[What to work on] How many lines of the entries below contain the string "Backend"? State the number alone.

[Records for the exercise]
/---

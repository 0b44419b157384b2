use ratatui::prelude::Color;

/// Truncate a string to a maximum length, adding "..." if truncated
pub fn truncate(s: &str, max_len: usize) -> String {
  if s.chars().count() <= max_len {
    s.to_string()
  } else {
    let cut: String = s.chars().take(max_len.saturating_sub(3)).collect();
    format!("{}...", cut)
  }
}

/// Display color for a role label
pub fn role_color(role: &str) -> Color {
  match role {
    "Frontend" => Color::Cyan,
    "Backend" => Color::Green,
    "Fullstack" => Color::Magenta,
    "UI/UX" => Color::Yellow,
    "Product Manager" => Color::Blue,
    "Testing" => Color::Red,
    _ => Color::White,
  }
}

/// Format a salary with thousands separators, e.g. 1234567 -> "1,234,567"
pub fn format_salary(salary: u64) -> String {
  let digits = salary.to_string();
  let mut out = String::with_capacity(digits.len() + digits.len() / 3);
  for (i, c) in digits.chars().enumerate() {
    if i > 0 && (digits.len() - i) % 3 == 0 {
      out.push(',');
    }
    out.push(c);
  }
  out
}

#[cfg(test)]
mod tests {
  use super::*;

  #[test]
  fn test_truncate_short_string() {
    assert_eq!(truncate("hello", 10), "hello");
  }

  #[test]
  fn test_truncate_exact_length() {
    assert_eq!(truncate("hello", 5), "hello");
  }

  #[test]
  fn test_truncate_long_string() {
    assert_eq!(truncate("hello world", 8), "hello...");
  }

  #[test]
  fn test_role_colors_distinguish_menu_roles() {
    assert_eq!(role_color("Backend"), Color::Green);
    assert_eq!(role_color("Frontend"), Color::Cyan);
    // Open set: unknown roles still render
    assert_eq!(role_color("Wizard"), Color::White);
  }

  #[test]
  fn test_format_salary_groups_thousands() {
    assert_eq!(format_salary(0), "0");
    assert_eq!(format_salary(999), "999");
    assert_eq!(format_salary(5000), "5,000");
    assert_eq!(format_salary(1234567), "1,234,567");
  }
}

\---

[Result below] 2